(Collected data entries)
%%

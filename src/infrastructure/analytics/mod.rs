pub mod in_memory;

use crate::core::errors::LedgerError;
use async_trait::async_trait;
use uuid::Uuid;

/// Product analytics sink. Fire-and-forget like [`Notifier`]: a sink that
/// errors gets a warning in the logs and nothing else.
///
/// [`Notifier`]: crate::infrastructure::notify::Notifier
#[async_trait]
pub trait Analytics: Send + Sync {
    async fn track(
        &self,
        user_id: Uuid,
        event: &str,
        properties: serde_json::Value,
    ) -> Result<(), LedgerError>;
}
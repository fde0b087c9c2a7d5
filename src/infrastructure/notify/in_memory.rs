use crate::core::errors::LedgerError;
use crate::core::models::events::NotificationRecord;
use crate::infrastructure::notify::Notifier;
use async_trait::async_trait;
use std::sync::Arc;
use tokio::sync::RwLock;
use uuid::Uuid;

#[derive(Clone, Default)]
pub struct InMemoryNotifier {
    sent: Arc<RwLock<Vec<NotificationRecord>>>,
}

impl InMemoryNotifier {
    pub fn new() -> Self {
        InMemoryNotifier::default()
    }

    pub async fn sent(&self) -> Vec<NotificationRecord> {
        self.sent.read().await.clone()
    }

    pub async fn sent_to(&self, user_id: Uuid) -> Vec<NotificationRecord> {
        self.sent
            .read()
            .await
            .iter()
            .filter(|n| n.user_id == user_id)
            .cloned()
            .collect()
    }
}

#[async_trait]
impl Notifier for InMemoryNotifier {
    async fn notify(
        &self,
        user_id: Uuid,
        title: &str,
        message: &str,
    ) -> Result<(), LedgerError> {
        let mut sent = self.sent.write().await;
        sent.push(NotificationRecord {
            id: Uuid::new_v4(),
            user_id,
            title: title.to_string(),
            message: message.to_string(),
            created_at: chrono::Utc::now(),
        });
        Ok(())
    }
}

%%

* [WHAT THIS TASK INVOLVES] The entries above are to be retyped exactly.

* [RESPONSE BELOW]
filename src/infrastructure/analytics/mod.rs
pub mod in_memory;

use crate::core::errors::LedgerError;
use async_trait::async_trait;
use uuid::Uuid;

/// Product analytics sink. Fire-and-forget like [`Notifier`]: a sink that
/// errors gets a warning in the logs and nothing else.
///
/// [`Notifier`]: crate::infrastructure::notify::Notifier
#[async_trait]
pub trait Analytics: Send + Sync {
    async fn track(
        &self,
        user_id: Uuid,
        event: &str,
        properties: serde_json::Value,
    ) -> Result<(), LedgerError>;
}
repository fde0b087c9c2a7d5
filename src/infrastructure/notify/in_memory.rs
use crate::core::errors::LedgerError;
use crate::core::models::events::NotificationRecord;
use crate::infrastructure::notify::Notifier;
use async_trait::async_trait;
use std::sync::Arc;
use tokio::sync::RwLock;
use uuid::Uuid;

#[derive(Clone, Default)]
pub struct InMemoryNotifier {
    sent: Arc<RwLock<Vec<NotificationRecord>>>,
}

impl InMemoryNotifier {
    pub fn new() -> Self {
        InMemoryNotifier::default()
    }

    pub async fn sent(&self) -> Vec<NotificationRecord> {
        self.sent.read().await.clone()
    }

    pub async fn sent_to(&self, user_id: Uuid) -> Vec<NotificationRecord> {
        self.sent
            .read()
            .await
            .iter()
            .filter(|n| n.user_id == user_id)
            .cloned()
            .collect()
    }
}

#[async_trait]
impl Notifier for InMemoryNotifier {
    async fn notify(
        &self,
        user_id: Uuid,
        title: &str,
        message: &str,
    ) -> Result<(), LedgerError> {
        let mut sent = self.sent.write().await;
        sent.push(NotificationRecord {
            id: Uuid::new_v4(),
            user_id,
            title: title.to_string(),
            message: message.to_string(),
            created_at: chrono::Utc::now(),
        });
        Ok(())
    }
}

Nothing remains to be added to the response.